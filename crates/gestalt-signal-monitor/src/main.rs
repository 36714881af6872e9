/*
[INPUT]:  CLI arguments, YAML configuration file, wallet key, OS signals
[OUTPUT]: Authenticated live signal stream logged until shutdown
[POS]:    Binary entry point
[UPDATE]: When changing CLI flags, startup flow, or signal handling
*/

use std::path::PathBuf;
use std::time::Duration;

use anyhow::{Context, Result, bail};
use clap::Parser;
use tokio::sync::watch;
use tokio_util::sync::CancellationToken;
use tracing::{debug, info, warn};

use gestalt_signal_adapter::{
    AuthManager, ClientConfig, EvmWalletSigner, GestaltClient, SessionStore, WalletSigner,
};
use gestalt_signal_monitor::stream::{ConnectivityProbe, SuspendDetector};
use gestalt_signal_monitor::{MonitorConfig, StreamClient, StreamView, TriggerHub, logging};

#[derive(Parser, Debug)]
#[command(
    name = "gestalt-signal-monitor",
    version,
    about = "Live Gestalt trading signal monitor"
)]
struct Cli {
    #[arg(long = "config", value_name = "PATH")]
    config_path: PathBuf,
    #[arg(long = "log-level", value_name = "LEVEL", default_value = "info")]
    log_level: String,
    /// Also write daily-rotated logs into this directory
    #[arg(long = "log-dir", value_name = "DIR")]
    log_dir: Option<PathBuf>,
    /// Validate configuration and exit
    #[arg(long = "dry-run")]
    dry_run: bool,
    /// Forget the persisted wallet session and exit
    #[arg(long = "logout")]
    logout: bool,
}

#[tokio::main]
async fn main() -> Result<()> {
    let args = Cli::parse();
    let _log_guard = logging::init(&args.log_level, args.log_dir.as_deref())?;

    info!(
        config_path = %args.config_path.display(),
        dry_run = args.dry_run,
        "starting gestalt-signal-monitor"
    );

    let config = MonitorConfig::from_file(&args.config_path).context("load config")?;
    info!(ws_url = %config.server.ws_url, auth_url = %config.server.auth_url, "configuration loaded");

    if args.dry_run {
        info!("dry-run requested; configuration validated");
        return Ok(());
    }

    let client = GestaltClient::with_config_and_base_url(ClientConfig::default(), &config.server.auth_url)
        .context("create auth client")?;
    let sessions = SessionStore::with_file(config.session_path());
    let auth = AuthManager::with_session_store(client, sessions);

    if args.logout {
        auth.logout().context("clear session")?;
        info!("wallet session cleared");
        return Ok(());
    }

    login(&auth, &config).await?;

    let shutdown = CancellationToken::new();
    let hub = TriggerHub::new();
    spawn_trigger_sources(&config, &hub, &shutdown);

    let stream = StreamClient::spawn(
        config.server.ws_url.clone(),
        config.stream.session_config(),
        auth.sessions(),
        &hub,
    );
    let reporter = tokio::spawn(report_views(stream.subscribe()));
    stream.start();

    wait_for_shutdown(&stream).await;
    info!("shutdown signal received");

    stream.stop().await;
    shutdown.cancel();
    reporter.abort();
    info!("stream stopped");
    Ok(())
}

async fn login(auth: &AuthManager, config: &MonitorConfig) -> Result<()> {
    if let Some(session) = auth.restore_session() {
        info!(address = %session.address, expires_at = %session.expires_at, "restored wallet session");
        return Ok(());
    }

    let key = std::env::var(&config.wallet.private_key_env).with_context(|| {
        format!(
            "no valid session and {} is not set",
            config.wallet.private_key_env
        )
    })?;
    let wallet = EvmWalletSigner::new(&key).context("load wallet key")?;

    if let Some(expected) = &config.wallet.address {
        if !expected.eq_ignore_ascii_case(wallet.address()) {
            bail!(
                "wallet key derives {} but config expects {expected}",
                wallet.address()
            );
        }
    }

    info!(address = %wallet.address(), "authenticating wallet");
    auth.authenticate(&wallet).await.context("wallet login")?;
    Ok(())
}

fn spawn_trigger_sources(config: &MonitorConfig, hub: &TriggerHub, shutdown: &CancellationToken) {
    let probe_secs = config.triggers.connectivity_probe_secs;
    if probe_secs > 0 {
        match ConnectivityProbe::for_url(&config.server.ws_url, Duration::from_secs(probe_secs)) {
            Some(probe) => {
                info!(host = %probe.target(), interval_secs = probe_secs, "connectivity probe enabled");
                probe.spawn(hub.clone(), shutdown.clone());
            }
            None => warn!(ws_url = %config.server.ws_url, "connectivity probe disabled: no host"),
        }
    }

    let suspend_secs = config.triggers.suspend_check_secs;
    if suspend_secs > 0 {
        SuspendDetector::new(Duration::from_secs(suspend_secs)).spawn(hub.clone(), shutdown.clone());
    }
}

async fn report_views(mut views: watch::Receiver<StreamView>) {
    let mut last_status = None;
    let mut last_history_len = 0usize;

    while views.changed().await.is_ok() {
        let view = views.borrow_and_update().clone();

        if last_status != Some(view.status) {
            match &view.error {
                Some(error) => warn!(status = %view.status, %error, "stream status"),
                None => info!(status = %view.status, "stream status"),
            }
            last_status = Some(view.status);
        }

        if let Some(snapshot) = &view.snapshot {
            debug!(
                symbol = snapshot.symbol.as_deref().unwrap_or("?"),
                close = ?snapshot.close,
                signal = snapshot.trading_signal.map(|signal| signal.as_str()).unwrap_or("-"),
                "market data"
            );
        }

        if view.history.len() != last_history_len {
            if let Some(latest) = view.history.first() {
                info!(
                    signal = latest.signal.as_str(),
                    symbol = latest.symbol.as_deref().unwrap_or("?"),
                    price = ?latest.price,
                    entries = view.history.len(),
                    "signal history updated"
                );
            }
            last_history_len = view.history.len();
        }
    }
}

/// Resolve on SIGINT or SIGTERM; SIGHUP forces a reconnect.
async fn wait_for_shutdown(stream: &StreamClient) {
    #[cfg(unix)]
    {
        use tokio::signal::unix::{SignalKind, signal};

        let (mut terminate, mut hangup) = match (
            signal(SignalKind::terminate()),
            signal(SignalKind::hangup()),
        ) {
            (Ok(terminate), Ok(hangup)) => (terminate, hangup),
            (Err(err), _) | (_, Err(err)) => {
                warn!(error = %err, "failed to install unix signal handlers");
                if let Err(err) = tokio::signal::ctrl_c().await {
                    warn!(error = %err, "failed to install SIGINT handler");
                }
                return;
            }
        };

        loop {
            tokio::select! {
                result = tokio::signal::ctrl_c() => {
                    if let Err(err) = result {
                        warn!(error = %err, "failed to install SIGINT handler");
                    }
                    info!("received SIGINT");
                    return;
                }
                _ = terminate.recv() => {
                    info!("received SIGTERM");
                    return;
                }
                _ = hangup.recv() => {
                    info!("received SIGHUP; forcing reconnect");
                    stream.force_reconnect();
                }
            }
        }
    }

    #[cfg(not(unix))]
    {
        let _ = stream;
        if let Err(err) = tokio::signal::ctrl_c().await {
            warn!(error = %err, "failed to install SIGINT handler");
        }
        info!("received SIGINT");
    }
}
::::
**About this exercise:** Exactly as they appear above, write out all of the lines.

**Result:**
filename crates/gestalt-signal-monitor/src/main.rs
repository 36714881af6872e9
/*
[INPUT]:  CLI arguments, YAML configuration file, wallet key, OS signals
[OUTPUT]: Authenticated live signal stream logged until shutdown
[POS]:    Binary entry point
[UPDATE]: When changing CLI flags, startup flow, or signal handling
*/

use std::path::PathBuf;
use std::time::Duration;

use anyhow::{Context, Result, bail};
use clap::Parser;
use tokio::sync::watch;
use tokio_util::sync::CancellationToken;
use tracing::{debug, info, warn};

use gestalt_signal_adapter::{
    AuthManager, ClientConfig, EvmWalletSigner, GestaltClient, SessionStore, WalletSigner,
};
use gestalt_signal_monitor::stream::{ConnectivityProbe, SuspendDetector};
use gestalt_signal_monitor::{MonitorConfig, StreamClient, StreamView, TriggerHub, logging};

#[derive(Parser, Debug)]
#[command(
    name = "gestalt-signal-monitor",
    version,
    about = "Live Gestalt trading signal monitor"
)]
struct Cli {
    #[arg(long = "config", value_name = "PATH")]
    config_path: PathBuf,
    #[arg(long = "log-level", value_name = "LEVEL", default_value = "info")]
    log_level: String,
    /// Also write daily-rotated logs into this directory
    #[arg(long = "log-dir", value_name = "DIR")]
    log_dir: Option<PathBuf>,
    /// Validate configuration and exit
    #[arg(long = "dry-run")]
    dry_run: bool,
    /// Forget the persisted wallet session and exit
    #[arg(long = "logout")]
    logout: bool,
}

#[tokio::main]
async fn main() -> Result<()> {
    let args = Cli::parse();
    let _log_guard = logging::init(&args.log_level, args.log_dir.as_deref())?;

    info!(
        config_path = %args.config_path.display(),
        dry_run = args.dry_run,
        "starting gestalt-signal-monitor"
    );

    let config = MonitorConfig::from_file(&args.config_path).context("load config")?;
    info!(ws_url = %config.server.ws_url, auth_url = %config.server.auth_url, "configuration loaded");

    if args.dry_run {
        info!("dry-run requested; configuration validated");
        return Ok(());
    }

    let client = GestaltClient::with_config_and_base_url(ClientConfig::default(), &config.server.auth_url)
        .context("create auth client")?;
    let sessions = SessionStore::with_file(config.session_path());
    let auth = AuthManager::with_session_store(client, sessions);

    if args.logout {
        auth.logout().context("clear session")?;
        info!("wallet session cleared");
        return Ok(());
    }

    login(&auth, &config).await?;

    let shutdown = CancellationToken::new();
    let hub = TriggerHub::new();
    spawn_trigger_sources(&config, &hub, &shutdown);

    let stream = StreamClient::spawn(
        config.server.ws_url.clone(),
        config.stream.session_config(),
        auth.sessions(),
        &hub,
    );
    let reporter = tokio::spawn(report_views(stream.subscribe()));
    stream.start();

    wait_for_shutdown(&stream).await;
    info!("shutdown signal received");

    stream.stop().await;
    shutdown.cancel();
    reporter.abort();
    info!("stream stopped");
    Ok(())
}

async fn login(auth: &AuthManager, config: &MonitorConfig) -> Result<()> {
    if let Some(session) = auth.restore_session() {
        info!(address = %session.address, expires_at = %session.expires_at, "restored wallet session");
        return Ok(());
    }

    let key = std::env::var(&config.wallet.private_key_env).with_context(|| {
        format!(
            "no valid session and {} is not set",
            config.wallet.private_key_env
        )
    })?;
    let wallet = EvmWalletSigner::new(&key).context("load wallet key")?;

    if let Some(expected) = &config.wallet.address {
        if !expected.eq_ignore_ascii_case(wallet.address()) {
            bail!(
                "wallet key derives {} but config expects {expected}",
                wallet.address()
            );
        }
    }

    info!(address = %wallet.address(), "authenticating wallet");
    auth.authenticate(&wallet).await.context("wallet login")?;
    Ok(())
}

fn spawn_trigger_sources(config: &MonitorConfig, hub: &TriggerHub, shutdown: &CancellationToken) {
    let probe_secs = config.triggers.connectivity_probe_secs;
    if probe_secs > 0 {
        match ConnectivityProbe::for_url(&config.server.ws_url, Duration::from_secs(probe_secs)) {
            Some(probe) => {
                info!(host = %probe.target(), interval_secs = probe_secs, "connectivity probe enabled");
                probe.spawn(hub.clone(), shutdown.clone());
            }
            None => warn!(ws_url = %config.server.ws_url, "connectivity probe disabled: no host"),
        }
    }

    let suspend_secs = config.triggers.suspend_check_secs;
    if suspend_secs > 0 {
        SuspendDetector::new(Duration::from_secs(suspend_secs)).spawn(hub.clone(), shutdown.clone());
    }
}

async fn report_views(mut views: watch::Receiver<StreamView>) {
    let mut last_status = None;
    let mut last_history_len = 0usize;

    while views.changed().await.is_ok() {
        let view = views.borrow_and_update().clone();

        if last_status != Some(view.status) {
            match &view.error {
                Some(error) => warn!(status = %view.status, %error, "stream status"),
                None => info!(status = %view.status, "stream status"),
            }
            last_status = Some(view.status);
        }

        if let Some(snapshot) = &view.snapshot {
            debug!(
                symbol = snapshot.symbol.as_deref().unwrap_or("?"),
                close = ?snapshot.close,
                signal = snapshot.trading_signal.map(|signal| signal.as_str()).unwrap_or("-"),
                "market data"
            );
        }

        if view.history.len() != last_history_len {
            if let Some(latest) = view.history.first() {
                info!(
                    signal = latest.signal.as_str(),
                    symbol = latest.symbol.as_deref().unwrap_or("?"),
                    price = ?latest.price,
                    entries = view.history.len(),
                    "signal history updated"
                );
            }
            last_history_len = view.history.len();
        }
    }
}

/// Resolve on SIGINT or SIGTERM; SIGHUP forces a reconnect.
async fn wait_for_shutdown(stream: &StreamClient) {
    #[cfg(unix)]
    {
        use tokio::signal::unix::{SignalKind, signal};

        let (mut terminate, mut hangup) = match (
            signal(SignalKind::terminate()),
            signal(SignalKind::hangup()),
        ) {
            (Ok(terminate), Ok(hangup)) => (terminate, hangup),
            (Err(err), _) | (_, Err(err)) => {
                warn!(error = %err, "failed to install unix signal handlers");
                if let Err(err) = tokio::signal::ctrl_c().await {
                    warn!(error = %err, "failed to install SIGINT handler");
                }
                return;
            }
        };

        loop {
            tokio::select! {
                result = tokio::signal::ctrl_c() => {
                    if let Err(err) = result {
                        warn!(error = %err, "failed to install SIGINT handler");
                    }
                    info!("received SIGINT");
                    return;
                }
                _ = terminate.recv() => {
                    info!("received SIGTERM");
                    return;
                }
                _ = hangup.recv() => {
                    info!("received SIGHUP; forcing reconnect");
                    stream.force_reconnect();
                }
            }
        }
    }

    #[cfg(not(unix))]
    {
        let _ = stream;
        if let Err(err) = tokio::signal::ctrl_c().await {
            warn!(error = %err, "failed to install SIGINT handler");
        }
        info!("received SIGINT");
    }
}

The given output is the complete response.